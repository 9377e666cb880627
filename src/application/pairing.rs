//! Rotating pairing codes ("animated QR").
//!
//! Every second a new code is derived from the two values returned by `start`:
//! `bankid.<token>.<step>.<hex(HMAC-SHA256(secret, step))>`, rendered as a QR
//! code. The derivation is pure; [`PairingLoop`] drives it on a timer.

use crate::domain::order::OrderId;
use crate::domain::ports::{PairingCode, PairingSinkHandle};
use crate::error::{EngineError, Result};
use hmac::{Hmac, Mac};
use qrcode::render::svg;
use qrcode::{EcLevel, QrCode};
use secrecy::{ExposeSecret, SecretString};
use sha2::Sha256;
use std::time::Duration;
use tokio::sync::oneshot;
use tokio::task::JoinHandle;
use tokio::time::{Instant, MissedTickBehavior};

pub const PAIRING_INTERVAL: Duration = Duration::from_secs(1);
const CONTENT_PREFIX: &str = "bankid";
const QR_MIN_DIMENSION: u32 = 200;

type HmacSha256 = Hmac<Sha256>;

/// Derives the pairing code for any step from a fixed token/secret pair.
pub struct PairingCodeGenerator {
    token: String,
    secret: SecretString,
}

impl PairingCodeGenerator {
    pub fn new(token: impl Into<String>, secret: SecretString) -> Self {
        Self {
            token: token.into(),
            secret,
        }
    }

    /// The text encoded into the QR code for `step`.
    pub fn content(&self, step: u64) -> Result<String> {
        let mut mac = <HmacSha256 as Mac>::new_from_slice(self.secret.expose_secret().as_bytes())
            .map_err(|e| EngineError::PairingError(e.to_string()))?;
        mac.update(step.to_string().as_bytes());
        let auth_code = hex::encode(mac.finalize().into_bytes());
        Ok(format!("{CONTENT_PREFIX}.{}.{step}.{auth_code}", self.token))
    }

    pub fn code(&self, step: u64) -> Result<PairingCode> {
        let content = self.content(step)?;
        let qr = QrCode::with_error_correction_level(content.as_bytes(), EcLevel::L)
            .map_err(|e| EngineError::PairingError(e.to_string()))?;
        let svg = qr
            .render::<svg::Color>()
            .min_dimensions(QR_MIN_DIMENSION, QR_MIN_DIMENSION)
            .build();
        Ok(PairingCode { step, content, svg })
    }

    /// Lazily yields the codes for steps 0, 1, 2, ...
    pub fn codes(&self) -> impl Iterator<Item = Result<PairingCode>> + '_ {
        (0u64..).map(|step| self.code(step))
    }
}

/// Background task showing one code per second until stopped.
pub(crate) struct PairingLoop {
    quit: oneshot::Sender<()>,
    task: JoinHandle<()>,
}

impl PairingLoop {
    /// Starts emitting; the first code is shown one interval from now.
    ///
    /// If a code cannot be produced the loop ends and the error is handed to
    /// `failures`; the owning worker decides what to report.
    pub(crate) fn spawn(
        generator: PairingCodeGenerator,
        order_id: OrderId,
        sink: PairingSinkHandle,
        failures: oneshot::Sender<EngineError>,
    ) -> Self {
        let (quit, mut quit_rx) = oneshot::channel::<()>();
        let task = tokio::spawn(async move {
            let mut ticker =
                tokio::time::interval_at(Instant::now() + PAIRING_INTERVAL, PAIRING_INTERVAL);
            ticker.set_missed_tick_behavior(MissedTickBehavior::Delay);
            let mut step = 0u64;
            loop {
                tokio::select! {
                    biased;
                    _ = &mut quit_rx => break,
                    _ = ticker.tick() => match generator.code(step) {
                        Ok(code) => {
                            sink.show(code, &order_id);
                            step += 1;
                        }
                        Err(e) => {
                            tracing::error!(order_id = %order_id, step, "failed to generate pairing code: {e}");
                            let _ = failures.send(e);
                            break;
                        }
                    },
                }
            }
            tracing::debug!(order_id = %order_id, emitted = step, "pairing loop stopped");
        });
        Self { quit, task }
    }

    /// Stops the loop and waits until it can no longer emit.
    pub(crate) async fn stop(self) {
        let _ = self.quit.send(());
        if let Err(e) = self.task.await {
            tracing::warn!("pairing loop ended abnormally: {e}");
        }
    }
}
● ● ● ● ●
__About this exercise__
Filter the entries above and keep only the lines with the word "Duration".

__Answer to this exercise__
use std::time::Duration;
pub const PAIRING_INTERVAL: Duration = Duration::from_secs(1);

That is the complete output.